Paulo Amarante: ‘Pensar saúde mental é pensar a construção de subjetividades e possibilidades de estar e ser no mundo’
Com a revolução digital, as sociedades modernas têm experimentado diferentes formas de interagir com o mundo, em relações complexas, “cada vez menos presenciais e mais remotas”, destaca o psiquiatra e sanitarista Paulo Amarante, um dos pioneiros na luta antimanicomial no Brasil, em entrevista ao CEE Podcast.
Paulo, que também é presidente de honra da Associação Brasileira de Saúde Mental (Abrasme) e pesquisador sênior do Laboratório de Estudos e Pesquisas em Saúde Mental e Atenção Psicossocial (Laps/Ensp/Fiocruz) e do CEE-Fiocruz, faz uma análise dos desafios que a era tecnológica impõe às sociedades e destaca os impactos que essas mudanças geram na saúde mental.
O pesquisador alerta, no entanto, que, nessas análises, é preciso cuidar para evitar um “esvaziamento” do termo saúde mental.
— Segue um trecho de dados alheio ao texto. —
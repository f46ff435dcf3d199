//! Decision processor
//!
//! Aggregates rule and typology results into the final evaluation. Stateless
//! apart from its configuration; safe to share across requests.

use crate::ENGINE_VERSION;
use chrono::Utc;
use kestrel_core::domain::{
    Evaluation, EvaluationMetadata, EvaluationMode, EvaluationStatus, RuleOutcome, RuleResult,
    TypologyResult,
};
use std::time::Instant;
use uuid::Uuid;

const DEFAULT_ALERT_THRESHOLD: f64 = 0.7;

/// Aggregates rule results and produces a final decision.
#[derive(Debug, Clone)]
pub struct Processor {
    /// Aggregate score at or above which a transaction is flagged
    pub alert_threshold: f64,
    /// Whether rule weights participate in aggregation
    pub use_weighted_scoring: bool,
    /// Evaluation strategy, stamped into logs and gating behaviour upstream
    pub mode: EvaluationMode,
}

/// All data needed for one decision.
#[derive(Debug, Clone)]
pub struct DecisionInput {
    pub tenant_id: String,
    pub tx_id: String,
    pub trace_id: String,
    pub rule_results: Vec<RuleResult>,
    pub typology_results: Vec<TypologyResult>,
    /// When the request entered the system
    pub start_time: Instant,
    /// Time spent parsing and persisting the request before evaluation
    pub ingest_ms: i64,
}

/// Aggregated scoring over all rule results.
#[derive(Debug, Clone, Default, PartialEq)]
pub struct AggregateResult {
    pub aggregate_score: f64,
    pub total_weight: f64,
    pub rules_triggered: usize,
    pub has_critical_failure: bool,
}

impl Default for Processor {
    fn default() -> Self {
        Self::new()
    }
}

impl Processor {
    /// Processor with default settings: threshold 0.7, weighted scoring,
    /// detection mode.
    pub fn new() -> Self {
        Self {
            alert_threshold: DEFAULT_ALERT_THRESHOLD,
            use_weighted_scoring: true,
            mode: EvaluationMode::Detection,
        }
    }

    pub fn with_mode(mut self, mode: EvaluationMode) -> Self {
        self.mode = mode;
        self
    }

    /// Evaluate rule and typology results into a final decision.
    pub fn process(&self, input: &DecisionInput) -> Evaluation {
        let start = Instant::now();

        let agg = self.aggregate(&input.rule_results);

        let (status, score) = if !input.typology_results.is_empty() {
            let any_triggered = input.typology_results.iter().any(|t| t.triggered);
            let max_score = input
                .typology_results
                .iter()
                .map(|t| t.score)
                .fold(0.0, f64::max);

            let status = if any_triggered || agg.has_critical_failure {
                EvaluationStatus::Alert
            } else {
                EvaluationStatus::NoAlert
            };
            (status, max_score)
        } else {
            let status = if agg.has_critical_failure || agg.aggregate_score >= self.alert_threshold
            {
                EvaluationStatus::Alert
            } else {
                EvaluationStatus::NoAlert
            };
            (status, agg.aggregate_score)
        };

        Evaluation {
            id: Uuid::new_v4().to_string(),
            tenant_id: input.tenant_id.clone(),
            tx_id: input.tx_id.clone(),
            status,
            score,
            timestamp: Utc::now(),
            rule_results: input.rule_results.clone(),
            typology_results: input.typology_results.clone(),
            metadata: EvaluationMetadata {
                trace_id: input.trace_id.clone(),
                ingest_ms: input.ingest_ms,
                decision_ms: start.elapsed().as_millis() as i64,
                total_ms: input.start_time.elapsed().as_millis() as i64,
                rules_evaluated: input.rule_results.len(),
                typologies_evaluated: input.typology_results.len(),
                engine_version: ENGINE_VERSION.to_string(),
            },
        }
    }

    /// Weighted mean of rule scores. Non-positive weights count as 1.0 so no
    /// rule is silently discarded.
    pub fn aggregate(&self, results: &[RuleResult]) -> AggregateResult {
        let mut agg = AggregateResult::default();
        if results.is_empty() {
            return agg;
        }

        for result in results {
            let weight = if result.weight <= 0.0 {
                1.0
            } else {
                result.weight
            };

            match result.sub_rule_ref {
                RuleOutcome::Fail => {
                    agg.has_critical_failure = true;
                    agg.rules_triggered += 1;
                }
                RuleOutcome::Review => {
                    agg.rules_triggered += 1;
                }
                _ => {}
            }

            if self.use_weighted_scoring {
                agg.aggregate_score += result.score * weight;
                agg.total_weight += weight;
            } else {
                agg.aggregate_score += result.score;
                agg.total_weight += 1.0;
            }
        }

        if agg.total_weight > 0.0 {
            agg.aggregate_score /= agg.total_weight;
        }

        agg
    }
}

#[cfg(test)]
mod tests {
    use super::*;
    use kestrel_core::domain::RuleContribution;

    fn rule_result(rule_id: &str, outcome: RuleOutcome, score: f64, weight: f64) -> RuleResult {
        RuleResult {
            rule_id: rule_id.to_string(),
            tenant_id: "t1".to_string(),
            tx_id: "tx1".to_string(),
            sub_rule_ref: outcome,
            score,
            reason: format!("{rule_id} reason"),
            weight,
            process_ms: 1,
        }
    }

    fn typology_result(id: &str, score: f64, threshold: f64) -> TypologyResult {
        TypologyResult {
            typology_id: id.to_string(),
            typology_name: id.to_string(),
            score,
            threshold,
            triggered: score >= threshold,
            contributions: vec![RuleContribution {
                rule_id: "r1".to_string(),
                rule_score: score,
                weight: 1.0,
                contribution: score,
            }],
            process_ms: 0,
        }
    }

    fn decision_input(
        rule_results: Vec<RuleResult>,
        typology_results: Vec<TypologyResult>,
    ) -> DecisionInput {
        DecisionInput {
            tenant_id: "t1".to_string(),
            tx_id: "tx1".to_string(),
            trace_id: "trace1".to_string(),
            rule_results,
            typology_results,
            start_time: Instant::now(),
            ingest_ms: 0,
        }
    }

    #[test]
    fn test_all_pass_is_no_alert() {
        let processor = Processor::new();
        let input = decision_input(
            vec![
                rule_result("high-value", RuleOutcome::Pass, 0.0, 0.3),
                rule_result("same-account", RuleOutcome::Pass, 0.0, 1.0),
            ],
            vec![],
        );

        let eval = processor.process(&input);
        assert_eq!(eval.status, EvaluationStatus::NoAlert);
        assert_eq!(eval.score, 0.0);
        assert!(eval.reasons().is_empty());
    }

    #[test]
    fn test_critical_failure_always_alerts() {
        let processor = Processor::new();
        // Aggregate well below the threshold; the .fail outcome dominates
        let input = decision_input(
            vec![
                rule_result("high-value", RuleOutcome::Pass, 0.0, 0.3),
                rule_result("same-account", RuleOutcome::Fail, 1.0, 1.0),
            ],
            vec![],
        );

        let eval = processor.process(&input);
        assert_eq!(eval.status, EvaluationStatus::Alert);
        // score = (0*0.3 + 1*1.0) / (0.3 + 1.0)
        assert!((eval.score - 1.0 / 1.3).abs() < 1e-9);
    }

    #[test]
    fn test_critical_failure_alerts_even_with_untriggered_typologies() {
        let processor = Processor::new().with_mode(EvaluationMode::Compliance);
        let input = decision_input(
            vec![rule_result("r1", RuleOutcome::Fail, 1.0, 1.0)],
            vec![typology_result("t1", 0.1, 0.9)],
        );

        let eval = processor.process(&input);
        assert_eq!(eval.status, EvaluationStatus::Alert);
    }

    #[test]
    fn test_aggregate_threshold_alert() {
        let processor = Processor::new();
        let input = decision_input(
            vec![rule_result("r1", RuleOutcome::Review, 0.9, 1.0)],
            vec![],
        );

        let eval = processor.process(&input);
        assert_eq!(eval.status, EvaluationStatus::Alert);
        assert!((eval.score - 0.9).abs() < 1e-9);
    }

    #[test]
    fn test_non_positive_weight_counts_as_one() {
        let processor = Processor::new();
        let agg = processor.aggregate(&[
            rule_result("r1", RuleOutcome::Pass, 1.0, 0.0),
            rule_result("r2", RuleOutcome::Pass, 0.0, -2.0),
        ]);

        assert_eq!(agg.total_weight, 2.0);
        assert!((agg.aggregate_score - 0.5).abs() < 1e-9);
    }

    #[test]
    fn test_unweighted_scoring() {
        let processor = Processor {
            use_weighted_scoring: false,
            ..Processor::new()
        };
        let agg = processor.aggregate(&[
            rule_result("r1", RuleOutcome::Pass, 1.0, 5.0),
            rule_result("r2", RuleOutcome::Pass, 0.0, 5.0),
        ]);

        assert_eq!(agg.total_weight, 2.0);
        assert!((agg.aggregate_score - 0.5).abs() < 1e-9);
    }

    #[test]
    fn test_empty_results_aggregate_to_zero() {
        let processor = Processor::new();
        let agg = processor.aggregate(&[]);
        assert_eq!(agg, AggregateResult::default());

        let eval = processor.process(&decision_input(vec![], vec![]));
        assert_eq!(eval.status, EvaluationStatus::NoAlert);
        assert_eq!(eval.score, 0.0);
    }

    #[test]
    fn test_typology_results_drive_status_and_score() {
        let processor = Processor::new().with_mode(EvaluationMode::Compliance);
        let input = decision_input(
            vec![rule_result("r1", RuleOutcome::Pass, 0.8, 1.0)],
            vec![
                typology_result("t1", 0.8, 0.5),
                typology_result("t2", 0.3, 0.9),
            ],
        );

        let eval = processor.process(&input);
        assert_eq!(eval.status, EvaluationStatus::Alert);
        // Reported score is the max typology score
        assert!((eval.score - 0.8).abs() < 1e-9);
        assert_eq!(eval.metadata.typologies_evaluated, 2);
    }

    #[test]
    fn test_untriggered_typologies_no_alert() {
        let processor = Processor::new().with_mode(EvaluationMode::Compliance);
        let input = decision_input(
            vec![rule_result("r1", RuleOutcome::Pass, 0.2, 1.0)],
            vec![typology_result("t1", 0.2, 0.5)],
        );

        let eval = processor.process(&input);
        assert_eq!(eval.status, EvaluationStatus::NoAlert);
        assert!((eval.score - 0.2).abs() < 1e-9);
    }

    #[test]
    fn test_metadata_is_populated() {
        let processor = Processor::new();
        let input = decision_input(vec![rule_result("r1", RuleOutcome::Pass, 0.0, 1.0)], vec![]);

        let eval = processor.process(&input);
        assert_eq!(eval.metadata.trace_id, "trace1");
        assert_eq!(eval.metadata.rules_evaluated, 1);
        assert_eq!(eval.metadata.typologies_evaluated, 0);
        assert!(eval.metadata.engine_version.starts_with("kestrel-"));
        assert!(!eval.id.is_empty());
    }
}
De acordo com ele, seja no digital ou no analógico, há de se ter cuidado, pois o termo carrega um conceito amplo no qual se dá a construção de subjetividades e de possibilidades de estar no mundo e de ser no mundo. Saúde mental abrange, assim, “nossos relacionamentos, pensamentos, experiências e vivências”, diz.
Segundo Paulo, a partir dessa compreensão, precisamos estabelecer limites e estar sempre discutindo saídas sustentáveis para manter ao máximo “as relações humanas, de cuidado, de escuta, e de afeto – por exemplo, falar de viva voz com um amigo no dia do aniversário –, de modo que não sejamos reduzidos a manifestações apenas superficiais como são os emojis no mundo virtual”.
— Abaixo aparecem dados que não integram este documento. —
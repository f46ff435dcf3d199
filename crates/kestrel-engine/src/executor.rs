//! IR program executor
//!
//! Executes compiled programs in a stack-based virtual machine against a
//! read-only activation. Execution is deterministic and CPU-bound; failures
//! are reported as `RuntimeError` and never abort the process.

use crate::activation::Activation;
use crate::error::RuntimeError;
use crate::operators;
use kestrel_core::ir::{Instruction, Program};
use kestrel_core::Value;

/// IR program executor
pub struct Executor;

impl Executor {
    /// Execute a program against an activation and return its result value.
    pub fn execute(program: &Program, activation: &Activation) -> Result<Value, RuntimeError> {
        let mut stack: Vec<Value> = Vec::with_capacity(8);
        let mut pc = 0usize;

        while pc < program.instructions.len() {
            match &program.instructions[pc] {
                Instruction::LoadField { path } => {
                    stack.push(Self::load_field(activation, path));
                    pc += 1;
                }

                Instruction::LoadConst { value } => {
                    stack.push(value.clone());
                    pc += 1;
                }

                Instruction::BinaryOp { op } => {
                    let right = stack.pop().ok_or(RuntimeError::StackUnderflow)?;
                    let left = stack.pop().ok_or(RuntimeError::StackUnderflow)?;
                    stack.push(operators::execute_binary(&left, op, &right)?);
                    pc += 1;
                }

                Instruction::Compare { op } => {
                    let right = stack.pop().ok_or(RuntimeError::StackUnderflow)?;
                    let left = stack.pop().ok_or(RuntimeError::StackUnderflow)?;
                    stack.push(Value::Bool(operators::execute_compare(&left, op, &right)?));
                    pc += 1;
                }

                Instruction::UnaryOp { op } => {
                    let operand = stack.pop().ok_or(RuntimeError::StackUnderflow)?;
                    stack.push(operators::execute_unary(&operand, op)?);
                    pc += 1;
                }

                Instruction::Jump { offset } => {
                    pc = Self::apply_offset(pc, *offset, program.instructions.len())?;
                }

                Instruction::JumpIfTrue { offset } => {
                    let condition = stack.pop().ok_or(RuntimeError::StackUnderflow)?;
                    if condition.is_truthy() {
                        pc = Self::apply_offset(pc, *offset, program.instructions.len())?;
                    } else {
                        pc += 1;
                    }
                }

                Instruction::JumpIfFalse { offset } => {
                    let condition = stack.pop().ok_or(RuntimeError::StackUnderflow)?;
                    if !condition.is_truthy() {
                        pc = Self::apply_offset(pc, *offset, program.instructions.len())?;
                    } else {
                        pc += 1;
                    }
                }

                Instruction::Return => break,
            }
        }

        stack.pop().ok_or(RuntimeError::StackUnderflow)
    }

    /// Resolve a field path against the activation. Unknown fields resolve to
    /// `Null`; comparisons against `Null` are false rather than errors.
    fn load_field(activation: &Activation, path: &[String]) -> Value {
        let Some(head) = path.first() else {
            return Value::Null;
        };

        let mut current = match activation.get(head) {
            Some(value) => value.clone(),
            None => return Value::Null,
        };

        for segment in &path[1..] {
            current = match current {
                Value::Object(ref map) => map.get(segment).cloned().unwrap_or(Value::Null),
                _ => Value::Null,
            };
        }

        current
    }

    fn apply_offset(pc: usize, offset: isize, len: usize) -> Result<usize, RuntimeError> {
        let target = pc as isize + offset;
        // Landing exactly at `len` terminates the loop, which is fine
        if target < 0 || target as usize > len {
            return Err(RuntimeError::InvalidJump);
        }
        Ok(target as usize)
    }
}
Conforme avalia o sanitarista, a complexidade das relações estabelecidas no espaço online tem nos colocado desafios, pois estamos diante do esvaziamento das relações, sejam elas sociais ou políticas, e precisamos manter de forma permanente uma atitude ética e crítica. “Temos um ambiente digital com pessoas conectadas, porém isoladas”, pontua, observando que não se sabe exatamente como, onde e para que se constituem esses ambientes digitas e quem ou quais são os interesses da produção de certas informações que circulam. “Esvaziam-se os sujeitos, as pessoas vão ficando cada vez menos capazes de sofrer, de sentir, de superar, e vão recorrendo cada vez mais aos psicofármacos, e aos mecanismos digitais como forma de não pensar em si, de não enfrentar os problemas, as dificuldades. Esse esvaziamento transforma as relações em meras redes frias de contato”, salienta.
A realidade virtual e as futuras gerações
Paulo Amarante enfatiza, ainda, que estamos assistindo a um movimento em que as crianças estão cada vez menos compartilhando espaços e brincadeiras, “perdendo a capacidade de construção do sentimento, de elaboração das frustrações e de reconstrução de significado de vida, uma constituição importante para construção da nossa vida adulta”.
De acordo com o pesquisador, a realidade virtual e automação das brincadeiras não têm possibilitado a experimentação das emoções e das possibilidades da vivência humana necessárias para construção do indivíduo no futuro. “As crianças de hoje costumam brincar em joguinhos automáticos, limitantes. Esses jogos as colocam numa relação de desigualdade de relacionamento, pois a máquina joga a partir de uma espécie de uma programação elaborada para vencer. Criam-se mais dificuldades, não há ajuda diante das limitações e não dá tempo de superar frustrações, é game over, acabou, perdeu, volta a jogar, diante de um automatismo muito forte”, alerta.
Para Paulo essa é uma questão que requer reflexão de toda sociedade. Pais e educadores precisam entender que limitar o uso da exposição digital é um “estímulo para que as crianças voltem a se organizar, sociabilizar, brincando, jogando, correndo, perdendo e ganhando”, completa.